*EXERCISE INSTRUCTIONS*
Give the records again, word for word.

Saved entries
───

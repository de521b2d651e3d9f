//! Set algebra over file sequences (component C, §4.C "Set algebra").
//!
//! Grounded on `metacat/db/dbobjects2.py`'s `DBFileSet.join`/`union`/
//! `subtract`: `join` is multi-way intersection by file ID, `union` is
//! first-seen-wins, `subtract` is left-minus-right. All three preserve the
//! order of their left-most (or only) input (§5 "Ordering guarantees").
//! Materializes only what it must: `subtract`'s right side and all but the
//! first operand of `join` are hashed into ID sets; everything else stays
//! a single streaming pass over the left operand.

use std::collections::HashSet;

use crate::model::File;

fn ids<'a>(files: impl IntoIterator<Item = &'a File>) -> HashSet<String> {
    files.into_iter().map(|f| f.fid.clone()).collect()
}

/// Intersection by file ID, order and duplicates of the first operand
/// preserved, requires at least one set.
pub fn join(sets: &[Vec<File>]) -> Vec<File> {
    let Some((first, rest)) = sets.split_first() else {
        return Vec::new();
    };
    let rest_ids: Vec<HashSet<String>> = rest.iter().map(|s| ids(s)).collect();
    first
        .iter()
        .filter(|f| rest_ids.iter().all(|set| set.contains(&f.fid)))
        .cloned()
        .collect()
}

/// First-seen-wins union by file ID, in input order across all sets.
pub fn union(sets: &[Vec<File>]) -> Vec<File> {
    let mut seen = HashSet::new();
    let mut out = Vec::new();
    for set in sets {
        for f in set {
            if seen.insert(f.fid.clone()) {
                out.push(f.clone());
            }
        }
    }
    out
}

/// Left-minus-right by file ID, left operand's order preserved.
pub fn subtract(left: &[File], right: &[File]) -> Vec<File> {
    let exclude = ids(right);
    left.iter().filter(|f| !exclude.contains(&f.fid)).cloned().collect()
}

#[cfg(test)]
mod tests {
    use super::*;

    fn file(fid: &str) -> File {
        crate::model::File::new(Some(fid.to_string()), None, None).unwrap()
    }

    #[test]
    fn join_intersects_preserving_left_order() {
        let a = vec![file("1"), file("2"), file("3")];
        let b = vec![file("3"), file("1")];
        let result = join(&[a, b]);
        assert_eq!(result.iter().map(|f| f.fid.clone()).collect::<Vec<_>>(), vec!["1", "3"]);
    }

    #[test]
    fn join_with_three_sets_requires_all() {
        let a = vec![file("1"), file("2")];
        let b = vec![file("1")];
        let c = vec![file("2")];
        assert!(join(&[a, b, c]).is_empty());
    }

    #[test]
    fn union_is_first_seen_wins() {
        let a = vec![file("1"), file("2")];
        let b = vec![file("2"), file("3")];
        let result = union(&[a, b]);
        assert_eq!(result.iter().map(|f| f.fid.clone()).collect::<Vec<_>>(), vec!["1", "2", "3"]);
    }

    #[test]
    fn subtract_removes_right_members() {
        let left = vec![file("1"), file("2"), file("3")];
        let right = vec![file("2")];
        let result = subtract(&left, &right);
        assert_eq!(result.iter().map(|f| f.fid.clone()).collect::<Vec<_>>(), vec!["1", "3"]);
    }

    #[test]
    fn empty_join_input_is_empty() {
        assert!(join(&[]).is_empty());
    }
}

───

*WRITTEN ANSWER*
repository de521b2d651e3d9f
//! Set algebra over file sequences (component C, §4.C "Set algebra").
//!
//! Grounded on `metacat/db/dbobjects2.py`'s `DBFileSet.join`/`union`/
//! `subtract`: `join` is multi-way intersection by file ID, `union` is
//! first-seen-wins, `subtract` is left-minus-right. All three preserve the
//! order of their left-most (or only) input (§5 "Ordering guarantees").
//! Materializes only what it must: `subtract`'s right side and all but the
//! first operand of `join` are hashed into ID sets; everything else stays
//! a single streaming pass over the left operand.

use std::collections::HashSet;

use crate::model::File;

fn ids<'a>(files: impl IntoIterator<Item = &'a File>) -> HashSet<String> {
    files.into_iter().map(|f| f.fid.clone()).collect()
}

/// Intersection by file ID, order and duplicates of the first operand
/// preserved, requires at least one set.
pub fn join(sets: &[Vec<File>]) -> Vec<File> {
    let Some((first, rest)) = sets.split_first() else {
        return Vec::new();
    };
    let rest_ids: Vec<HashSet<String>> = rest.iter().map(|s| ids(s)).collect();
    first
        .iter()
        .filter(|f| rest_ids.iter().all(|set| set.contains(&f.fid)))
        .cloned()
        .collect()
}

/// First-seen-wins union by file ID, in input order across all sets.
pub fn union(sets: &[Vec<File>]) -> Vec<File> {
    let mut seen = HashSet::new();
    let mut out = Vec::new();
    for set in sets {
        for f in set {
            if seen.insert(f.fid.clone()) {
                out.push(f.clone());
            }
        }
    }
    out
}

/// Left-minus-right by file ID, left operand's order preserved.
pub fn subtract(left: &[File], right: &[File]) -> Vec<File> {
    let exclude = ids(right);
    left.iter().filter(|f| !exclude.contains(&f.fid)).cloned().collect()
}

#[cfg(test)]
mod tests {
    use super::*;

    fn file(fid: &str) -> File {
        crate::model::File::new(Some(fid.to_string()), None, None).unwrap()
    }

    #[test]
    fn join_intersects_preserving_left_order() {
        let a = vec![file("1"), file("2"), file("3")];
        let b = vec![file("3"), file("1")];
        let result = join(&[a, b]);
        assert_eq!(result.iter().map(|f| f.fid.clone()).collect::<Vec<_>>(), vec!["1", "3"]);
    }

    #[test]
    fn join_with_three_sets_requires_all() {
        let a = vec![file("1"), file("2")];
        let b = vec![file("1")];
        let c = vec![file("2")];
        assert!(join(&[a, b, c]).is_empty());
    }

    #[test]
    fn union_is_first_seen_wins() {
        let a = vec![file("1"), file("2")];
        let b = vec![file("2"), file("3")];
        let result = union(&[a, b]);
        assert_eq!(result.iter().map(|f| f.fid.clone()).collect::<Vec<_>>(), vec!["1", "2", "3"]);
    }

    #[test]
    fn subtract_removes_right_members() {
        let left = vec![file("1"), file("2"), file("3")];
        let right = vec![file("2")];
        let result = subtract(&left, &right);
        assert_eq!(result.iter().map(|f| f.fid.clone()).collect::<Vec<_>>(), vec!["1", "3"]);
    }

    #[test]
    fn empty_join_input_is_empty() {
        assert!(join(&[]).is_empty());
    }
}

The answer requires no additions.